**DIRECTIONS:** Please reproduce all of the entries exactly, without omitting any.

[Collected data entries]
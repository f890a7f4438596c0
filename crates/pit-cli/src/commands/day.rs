//! `pit day ...`: game day lifecycle and audit.

use anyhow::{bail, Result};
use chrono::NaiveDate;
use pit_db::OpenedGameDay;
use sqlx::PgPool;

fn print_opened(o: &OpenedGameDay) {
    println!("game_day_id={}", o.game_day.id);
    println!("date={}", o.game_day.date);
    println!("seeded_tables={}", o.seeded_tables);
    println!("seeded_slot_machines={}", o.seeded_slot_machines);
}

pub async fn open(pool: &PgPool, date: NaiveDate, hall: Option<i64>) -> Result<()> {
    let opened = pit_db::open_game_day(pool, date, hall).await?;
    print_opened(&opened);
    Ok(())
}

pub async fn roll(pool: &PgPool, hall: Option<i64>) -> Result<()> {
    let opened = pit_db::roll_game_day(pool, hall).await?;
    print_opened(&opened);
    Ok(())
}

pub async fn list(pool: &PgPool) -> Result<()> {
    for d in pit_db::list_game_days(pool).await? {
        println!("{}\t{}", d.id, d.date);
    }
    Ok(())
}

/// Print the audit report as JSON. With `strict`, drift is an error exit.
pub async fn audit(pool: &PgPool, game_day_id: i64, strict: bool) -> Result<()> {
    let report = pit_db::audit_game_day(pool, game_day_id).await?;
    println!("{}", serde_json::to_string_pretty(&report)?);
    if strict && !report.is_clean() {
        bail!(
            "AUDIT_DRIFT: {} table(s) on game day {} do not reconcile",
            report.drifts.len(),
            game_day_id
        );
    }
    Ok(())
}
//! Command handler modules for pit-cli.
//!
//! Shared utilities used by multiple command paths live here.
//! Command-specific logic lives in the submodules.

pub mod day;
pub mod floor;

use anyhow::{bail, Context, Result};
use pit_config::{ConfigMode, ServiceConfig, UnusedKeyPolicy};
use pit_ledger::RawFloat;
use sqlx::PgPool;
use tracing::warn;

// ---------------------------------------------------------------------------
// Shared helpers
// ---------------------------------------------------------------------------

/// Load layered config from PIT_CONFIG (or the default base layer).
pub fn load_service_config() -> Result<ServiceConfig> {
    let loaded = pit_config::load_from_env().context("load config")?;
    let unused =
        pit_config::report_unused_keys(ConfigMode::Cli, &loaded.config_json, UnusedKeyPolicy::Warn)?;
    if !unused.is_clean() {
        warn!(keys = ?unused.unused_leaf_pointers, "config keys unused by the CLI");
    }
    ServiceConfig::from_json(&loaded.config_json)
}

pub async fn connect(cfg: &ServiceConfig) -> Result<PgPool> {
    pit_db::connect(&cfg.database_url()?, cfg.db.max_connections).await
}

/// Parse `"5=10,25=4"` into a raw float. A denomination given twice is
/// rejected here; everything else about keys and quantities is left to the
/// ledger so the CLI reports the same errors as the API.
pub fn parse_float_arg(s: &str) -> Result<RawFloat> {
    let mut out = RawFloat::new();
    for part in s.split(',').map(str::trim).filter(|p| !p.is_empty()) {
        let Some((denomination, quantity)) = part.split_once('=') else {
            bail!("invalid float entry '{part}': expected DENOMINATION=QUANTITY");
        };
        let quantity: i64 = quantity
            .trim()
            .parse()
            .with_context(|| format!("invalid quantity in '{part}'"))?;
        let denomination = denomination.trim();
        if out.insert(denomination.to_string(), quantity).is_some() {
            bail!("duplicate denomination '{denomination}' in float");
        }
    }
    Ok(out)
}

#[cfg(test)]
mod tests {
    use super::*;

    #[test]
    fn parses_pairs_and_ignores_blank_entries() {
        let f = parse_float_arg("5=10, 25=4,").unwrap();
        assert_eq!(f.len(), 2);
        assert_eq!(f["5"], 10);
        assert_eq!(f["25"], 4);
    }

    #[test]
    fn empty_string_is_empty_float() {
        assert!(parse_float_arg("").unwrap().is_empty());
    }

    #[test]
    fn missing_equals_is_rejected() {
        let err = parse_float_arg("5:10").unwrap_err();
        assert!(err.to_string().contains("DENOMINATION=QUANTITY"));
    }

    #[test]
    fn repeated_denomination_is_rejected() {
        let err = parse_float_arg("5=1,25=2,5=2").unwrap_err();
        assert!(err.to_string().contains("duplicate denomination '5'"));
        let err = parse_float_arg("5=1, 5 =2").unwrap_err();
        assert!(err.to_string().contains("duplicate"));
    }

    #[test]
    fn negative_quantities_pass_through_for_ledger_validation() {
        let f = parse_float_arg("5=-1").unwrap();
        assert_eq!(f["5"], -1);
    }
}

**ANSWER TO THIS TASK:**
repository f890a7f4438596c0
filename crates/pit-cli/src/commands/day.rs
//! `pit day ...`: game day lifecycle and audit.

use anyhow::{bail, Result};
use chrono::NaiveDate;
use pit_db::OpenedGameDay;
use sqlx::PgPool;

fn print_opened(o: &OpenedGameDay) {
    println!("game_day_id={}", o.game_day.id);
    println!("date={}", o.game_day.date);
    println!("seeded_tables={}", o.seeded_tables);
    println!("seeded_slot_machines={}", o.seeded_slot_machines);
}

pub async fn open(pool: &PgPool, date: NaiveDate, hall: Option<i64>) -> Result<()> {
    let opened = pit_db::open_game_day(pool, date, hall).await?;
    print_opened(&opened);
    Ok(())
}

pub async fn roll(pool: &PgPool, hall: Option<i64>) -> Result<()> {
    let opened = pit_db::roll_game_day(pool, hall).await?;
    print_opened(&opened);
    Ok(())
}

pub async fn list(pool: &PgPool) -> Result<()> {
    for d in pit_db::list_game_days(pool).await? {
        println!("{}\t{}", d.id, d.date);
    }
    Ok(())
}

/// Print the audit report as JSON. With `strict`, drift is an error exit.
pub async fn audit(pool: &PgPool, game_day_id: i64, strict: bool) -> Result<()> {
    let report = pit_db::audit_game_day(pool, game_day_id).await?;
    println!("{}", serde_json::to_string_pretty(&report)?);
    if strict && !report.is_clean() {
        bail!(
            "AUDIT_DRIFT: {} table(s) on game day {} do not reconcile",
            report.drifts.len(),
            game_day_id
        );
    }
    Ok(())
}
//! Command handler modules for pit-cli.
//!
//! Shared utilities used by multiple command paths live here.
//! Command-specific logic lives in the submodules.

pub mod day;
pub mod floor;

use anyhow::{bail, Context, Result};
use pit_config::{ConfigMode, ServiceConfig, UnusedKeyPolicy};
use pit_ledger::RawFloat;
use sqlx::PgPool;
use tracing::warn;

// ---------------------------------------------------------------------------
// Shared helpers
// ---------------------------------------------------------------------------

/// Load layered config from PIT_CONFIG (or the default base layer).
pub fn load_service_config() -> Result<ServiceConfig> {
    let loaded = pit_config::load_from_env().context("load config")?;
    let unused =
        pit_config::report_unused_keys(ConfigMode::Cli, &loaded.config_json, UnusedKeyPolicy::Warn)?;
    if !unused.is_clean() {
        warn!(keys = ?unused.unused_leaf_pointers, "config keys unused by the CLI");
    }
    ServiceConfig::from_json(&loaded.config_json)
}

pub async fn connect(cfg: &ServiceConfig) -> Result<PgPool> {
    pit_db::connect(&cfg.database_url()?, cfg.db.max_connections).await
}

/// Parse `"5=10,25=4"` into a raw float. A denomination given twice is
/// rejected here; everything else about keys and quantities is left to the
/// ledger so the CLI reports the same errors as the API.
pub fn parse_float_arg(s: &str) -> Result<RawFloat> {
    let mut out = RawFloat::new();
    for part in s.split(',').map(str::trim).filter(|p| !p.is_empty()) {
        let Some((denomination, quantity)) = part.split_once('=') else {
            bail!("invalid float entry '{part}': expected DENOMINATION=QUANTITY");
        };
        let quantity: i64 = quantity
            .trim()
            .parse()
            .with_context(|| format!("invalid quantity in '{part}'"))?;
        let denomination = denomination.trim();
        if out.insert(denomination.to_string(), quantity).is_some() {
            bail!("duplicate denomination '{denomination}' in float");
        }
    }
    Ok(out)
}

#[cfg(test)]
mod tests {
    use super::*;

    #[test]
    fn parses_pairs_and_ignores_blank_entries() {
        let f = parse_float_arg("5=10, 25=4,").unwrap();
        assert_eq!(f.len(), 2);
        assert_eq!(f["5"], 10);
        assert_eq!(f["25"], 4);
    }

    #[test]
    fn empty_string_is_empty_float() {
        assert!(parse_float_arg("").unwrap().is_empty());
    }

    #[test]
    fn missing_equals_is_rejected() {
        let err = parse_float_arg("5:10").unwrap_err();
        assert!(err.to_string().contains("DENOMINATION=QUANTITY"));
    }

    #[test]
    fn repeated_denomination_is_rejected() {
        let err = parse_float_arg("5=1,25=2,5=2").unwrap_err();
        assert!(err.to_string().contains("duplicate denomination '5'"));
        let err = parse_float_arg("5=1, 5 =2").unwrap_err();
        assert!(err.to_string().contains("duplicate"));
    }

    #[test]
    fn negative_quantities_pass_through_for_ledger_validation() {
        let f = parse_float_arg("5=-1").unwrap();
        assert_eq!(f["5"], -1);
    }
}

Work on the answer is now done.